正体を探ろう
シオンは幽霊の正体であるアップルの事を結局親友のフランクに言う事ができなかった。
自分でもどうしてかは分からないがアップルのことを人に漏らしてはいけない気がしたのだ。
シオンは部屋の窓からつい月を見上げるようになっていた。
アップルの言った広場は大きな館の前にある村の中心だった。
その館がシオンの家だ。
「何を期待してんだろ俺…」
アップルともう一度話してみたい。
シオンはいつの間にかそう思っていた。だから、毎晩のように真上に浮かぶ月を見つめてしまう。

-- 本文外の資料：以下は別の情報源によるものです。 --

// ==========================================
// 配方成本核算系统 - 单位目录
// ==========================================
// 职责: 支持的计量单位注册表（按分类组织）
// 红线: 纯查询，无副作用；进程启动后只读
// 约定: 单位代码比较不区分大小写（统一 trim + 小写后作为键）
// ==========================================

use crate::domain::unit::{UnitCategory, UnitInfo};
use once_cell::sync::Lazy;
use std::collections::HashMap;

const MASS: &[UnitInfo] = &[
    UnitInfo::new("kilogram", "Kilogramo", "kg"),
    UnitInfo::new("gram", "Gramo", "g"),
    UnitInfo::new("pound", "Libra", "lb"),
    UnitInfo::new("ounce", "Onza", "oz"),
    UnitInfo::new("ounce (gold)", "Onza (oro)", "oz"),
    UnitInfo::new("tonne", "Tonelada", "ton"),
    UnitInfo::new("ton (UK)", "Tonelada (UK)", "ton"),
    UnitInfo::new("ton (US)", "Tonelada (US)", "ton"),
    UnitInfo::new("carat", "Quilate", "ct"),
    UnitInfo::new("carat (UK)", "Quilate (UK)", "ct"),
    UnitInfo::new("stone", "Stone", "st"),
    UnitInfo::new("mace (China)", "Mace (China)", ""),
    UnitInfo::new("tael (China)", "Tael (China)", ""),
    UnitInfo::new("catty (China)", "Catty (China)", ""),
    UnitInfo::new("mace (HK)", "Mace (HK)", ""),
    UnitInfo::new("tael (HK)", "Tael (HK)", ""),
    UnitInfo::new("catty (HK)", "Catty (HK)", ""),
    UnitInfo::new("tam (HK)", "Tam (HK)", ""),
    UnitInfo::new("tael (Taiwan)", "Tael (Taiwan)", ""),
    UnitInfo::new("catty (Taiwan)", "Catty (Taiwan)", ""),
    UnitInfo::new("catty (Japan)", "Catty (Japan)", ""),
    UnitInfo::new("dan (Japan)", "Dan (Japan)", ""),
    UnitInfo::new("artel (Arab)", "Artel (Árabe)", ""),
    UnitInfo::new("baht (Thai)", "Baht (Tailandés)", ""),
    UnitInfo::new("bale (UK)", "Bale (UK)", ""),
    UnitInfo::new("bale (US)", "Bale (US)", ""),
    UnitInfo::new("denier (France)", "Denier (Francia)", ""),
    UnitInfo::new("centner (Germany)", "Centner (Alemania)", ""),
    UnitInfo::new("gran (Germany)", "Gran (Alemania)", ""),
    UnitInfo::new("lot (Germany)", "Lot (Alemania)", ""),
    UnitInfo::new("centner (Russia)", "Centner (Rusia)", ""),
    UnitInfo::new("danaro (Italy)", "Danaro (Italia)", ""),
    UnitInfo::new("etto (Italy)", "Etto (Italia)", ""),
    UnitInfo::new("grano (Italy)", "Grano (Italia)", ""),
    UnitInfo::new("Arroba (Portugal)", "Arroba (Portugal)", ""),
    UnitInfo::new("funt (Russia)", "Funt (Rusia)", ""),
];

const LENGTH: &[UnitInfo] = &[
    UnitInfo::new("kilometer", "Kilómetro", "km"),
    UnitInfo::new("meter", "Metro", "m"),
    UnitInfo::new("centimeter", "Centímetro", "cm"),
    UnitInfo::new("millimeter", "Milímetro", "mm"),
    UnitInfo::new("inch", "Pulgada", "inch"),
    UnitInfo::new("feet", "Pie", "ft"),
    UnitInfo::new("yard", "Yarda", "yd"),
    UnitInfo::new("mile", "Milla", "mi"),
    UnitInfo::new("fen (Taiwan)", "Fen (Taiwan)", ""),
    UnitInfo::new("inch (Taiwan)", "Pulgada (Taiwan)", ""),
    UnitInfo::new("feet (Taiwan)", "Pie (Taiwan)", ""),
    UnitInfo::new("jian (Taiwan)", "Jian (Taiwan)", ""),
    UnitInfo::new("inch (Japan)", "Pulgada (Japón)", ""),
    UnitInfo::new("feet (Japan)", "Pie (Japón)", ""),
    UnitInfo::new("jian (Japan)", "Jian (Japón)", ""),
    UnitInfo::new("zhang (Japan)", "Zhang (Japón)", ""),
    UnitInfo::new("ding (Japan)", "Ding (Japón)", ""),
    UnitInfo::new("li (Japan)", "Li (Japón)", ""),
];

const AREA: &[UnitInfo] = &[
    UnitInfo::new("sq meter", "Metro cuadrado", "m²"),
    UnitInfo::new("sq inch", "Pulgada cuadrada", "inch²"),
    UnitInfo::new("sq feet", "Pie cuadrado", "ft²"),
    UnitInfo::new("sq yard", "Yarda cuadrada", "yd²"),
    UnitInfo::new("sq kilometer", "Kilómetro cuadrado", "km²"),
    UnitInfo::new("acre", "Acre", "ac"),
    UnitInfo::new("hectare", "Hectárea", "ha"),
    UnitInfo::new("ping (Taiwan)", "Ping (Taiwan)", ""),
    UnitInfo::new("fen (Taiwan)", "Fen (Taiwan)", ""),
    UnitInfo::new("jia (Taiwan)", "Jia (Taiwan)", ""),
    UnitInfo::new("mu (China)", "Mu (China)", ""),
];

const VOLUME: &[UnitInfo] = &[
    UnitInfo::new("liter", "Litro", "l"),
    UnitInfo::new("cu mm", "Milímetro cúbico", "mm³"),
    UnitInfo::new("milliliter", "Mililitro", "ml"),
    UnitInfo::new("cu cm", "Centímetro cúbico", "cc"),
    UnitInfo::new("cu meter", "Metro cúbico", "m³"),
    UnitInfo::new("cu inch", "Pulgada cúbica", "inch³"),
    UnitInfo::new("cu feet", "Pie cúbico", "ft³"),
    UnitInfo::new("ounce (US)", "Onza (US)", "oz"),
    UnitInfo::new("pint (US)", "Pinta (US)", "pt"),
    UnitInfo::new("ounce (UK)", "Onza (UK)", "oz"),
    UnitInfo::new("pint (UK)", "Pinta (UK)", "pt"),
    UnitInfo::new("gallon", "Galón", "gal"),
];

const TEMPERATURE: &[UnitInfo] = &[
    UnitInfo::new("Celsius", "Celsius", "°C"),
    UnitInfo::new("Fahrenheit", "Fahrenheit", "°F"),
    UnitInfo::new("Kelvin", "Kelvin", "K"),
];

const SPEED: &[UnitInfo] = &[
    UnitInfo::new("meter/s", "Metro por segundo", "m/s"),
    UnitInfo::new("foot/s", "Pie por segundo", "ft/s"),
    UnitInfo::new("inch/s", "Pulgada por segundo", "in/s"),
    UnitInfo::new("km/s", "Kilómetro por segundo", "km/s"),
    UnitInfo::new("km/min", "Kilómetro por minuto", "km/min"),
    UnitInfo::new("km/hour", "Kilómetro por hora", "km/h"),
    UnitInfo::new("meter/min", "Metro por minuto", "m/min"),
    UnitInfo::new("mile/s", "Milla por segundo", "ml/s"),
    UnitInfo::new("mile/min", "Milla por minuto", "ml/min"),
    UnitInfo::new("mile/hour", "Milla por hora", "mph"),
];

const FUEL: &[UnitInfo] = &[
    UnitInfo::new("km/gal", "Kilómetro por galón", "km/gal"),
    UnitInfo::new("km/l", "Kilómetro por litro", "km/l"),
    UnitInfo::new("ml/l (US)", "Milla por litro (US)", "ml/l"),
    UnitInfo::new("mi/gal (US)", "Milla por galón (US)", "mi/gal"),
    UnitInfo::new("mi/gal (UK)", "Milla por galón (UK)", "mi/gal"),
];

const PRESSURE: &[UnitInfo] = &[
    UnitInfo::new("atm pressure", "Atmósfera", "atm"),
    UnitInfo::new("Pascal", "Pascal", "Pa"),
    UnitInfo::new("psi", "PSI", "psi"),
    UnitInfo::new("psf", "PSF", "psf"),
];

const CATEGORIES: &[UnitCategory] = &[
    UnitCategory { name: "Peso", units: MASS },
    UnitCategory { name: "Longitud", units: LENGTH },
    UnitCategory { name: "Área", units: AREA },
    UnitCategory { name: "Volumen", units: VOLUME },
    UnitCategory { name: "Temperatura", units: TEMPERATURE },
    UnitCategory { name: "Velocidad", units: SPEED },
    UnitCategory { name: "Combustible", units: FUEL },
    UnitCategory { name: "Presión", units: PRESSURE },
];

// 规范化代码 → 单位信息；同一代码出现在多个分类时，先出现者生效
static UNIT_INDEX: Lazy<HashMap<String, &'static UnitInfo>> = Lazy::new(|| {
    let mut index = HashMap::new();
    for category in CATEGORIES {
        for unit in category.units {
            index.entry(normalize_unit_code(unit.api_code)).or_insert(unit);
        }
    }
    index
});

/// 单位代码规范化（trim + 小写）
pub fn normalize_unit_code(code: &str) -> String {
    code.trim().to_lowercase()
}

// ==========================================
// UnitCatalog - 单位目录（无状态句柄，共享同一份静态数据）
// ==========================================
#[derive(Debug, Clone, Copy, Default)]
pub struct UnitCatalog;

impl UnitCatalog {
    pub fn new() -> Self {
        Self
    }

    /// 按分类组织的完整目录（顺序固定）
    pub fn categories(&self) -> &'static [UnitCategory] {
        CATEGORIES
    }

    /// 单位是否在目录内（不区分大小写，空白视为无效）
    pub fn is_valid_unit(&self, code: &str) -> bool {
        self.get_unit_info(code).is_some()
    }

    /// 查询单位信息
    pub fn get_unit_info(&self, code: &str) -> Option<&'static UnitInfo> {
        let key = normalize_unit_code(code);
        if key.is_empty() {
            return None;
        }
        UNIT_INDEX.get(&key).copied()
    }

    /// 目录中的规范拼写（如 "CELSIUS" → "Celsius"）
    pub fn canonical_code(&self, code: &str) -> Option<&'static str> {
        self.get_unit_info(code).map(|info| info.api_code)
    }

    /// 全部有效单位代码（去重，按字母序）
    pub fn valid_units(&self) -> Vec<&'static str> {
        let mut codes: Vec<&'static str> = UNIT_INDEX.values().map(|u| u.api_code).collect();
        codes.sort_unstable_by_key(|code| code.to_lowercase());
        codes
    }
}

満月の中に黒い影が現れる。それはどんどん大きくなりあるところで人影だとわかる。
「あれって…」
おもわず勢いよく窓を開ける。
広場に面して一番上に部屋をもらっていたことを感謝した。
「アップル!」
近所迷惑にならない程度、ましてや両親が起きない程度の声で彼を呼ぶ。
手を振っているシオンの声に気付いてアップルがゆっくりとシオンの元へ近づいてくる。
「シオン、一週間ぶり」
アップルはこの前よりも機嫌よく窓の外に立った。
「久しぶり。やっぱお前凄いなぁ」
地面がまるでそこにあるように地上から三階だての館の高さに立つアップルを尊敬の目で見てしまう。
「なぁ、俺の部屋に入らないか?」
次に会うのは広場になると思っていたシオンは準備していた言葉を口に出してみた。
「え…」
アップルは困ったようにシオンの顔を見る。
「どうかしたか?」
シオンはアップルを覗き込むようにして聞いた。
覗き見たアップルの顔は戸惑った様子で部屋に入ることを躊躇った。しかし、シオンはまったく気付かずに続ける。
「浮いてなくちゃいけない理由とかあるのか?」
「別にないけど…」
「じゃあいいじゃん」
シオンは部屋の外にいるアップルの腕を引く。仕方なさそうにアップルも部屋に入ってきた。
準備をしていた椅子にアップルを座らせる。
「冷たいヤツけど、飲むか?」
差し出されたハーブティをアップルは受け取った。
「ちょうど散歩をしてきて疲れていたんだ。ありがとう」
素直にお礼を言われてシオンは照れくさそうに笑った。
出されたハーブティを飲むアップルをよそにシオンはテーブルの上に会ったランプに火を灯した。
それまで暗かった部屋に温かい色合いが広がる。
「なぁ、これ見て」
ランプのすぐ横に古い書物を置くとアップルに見えるように傾けた。
「これは何?」
アップルはシオンを見上げる。
「うちに伝わる能力に関する文献。ここをみて」
見ていたページの中でも細かい部分を指し示す。
「ここにある“アマガケ”なんだろう?」
村の一族とは違う能力者の家系が国内外にはある。
使用する用途も能力も違う。しかし、安寧を求めてプレセハイドを目指す能力者の人々は多い。その中のひとつにアップルのように空を歩いたり駆けたりすることが出来る能力者がいるのを見つけ出したのだ。
じっと文献を眺めていたアップルはちらりとシオンの顔を見る。
「そう、わたしはアマガケだよ」
「楽しそうな能力だな」
「…そうだろうか」
嬉しくもなさそうに呟いてまたアップルはハーブティを口にする。
その様子がランプをはさんだ反対側にいたシオンの視線を誘う。この前は真っ暗で見えなかった顔がオレンジ色の中に浮かぶ。
シオンと一つしか違わないアップルの顔は整っているが年上と言うには幼いし中性的な雰囲気があった。
ぼんやり見つめていたシオンだが怪訝そうにアップルが自分を見ているのに気付いて目線をそらした。
「アップルはこんな夜中にどこにいってたんだ?」
沈黙が急に怖くなって尋ねる。
「散歩だよ。わたしはこの村の夜の住人だから」
「夜の住人って?」
意味深な言葉にアップルは笑った。
「そのままの意味。わたしは夜にしか外に出ないんだ」
「…夜だけ。やっぱ幽霊?」
首を振ると困ったようにシオンを見る。
「まぁ色んな事情があるんだ、わたしにはね」
はぐらかされたあとは当たり障りのないことを話して過ごした。そしてまた、アップルは不意に空を見上げて立ち上がった。
「もう行かなきゃいけない時間だ。話が出来てよかったよ、疲れも取れたし。じゃあ、また」
「あぁ、気をつけて帰れよ。オヤスミ」
アップルは振り返ると馬鹿にしたように笑った。
「わたしにとったら今からなんだけど。まぁ、お子様はオヤスミ」
そのままアップルは窓の外に自然な動作で出て行ってしまった。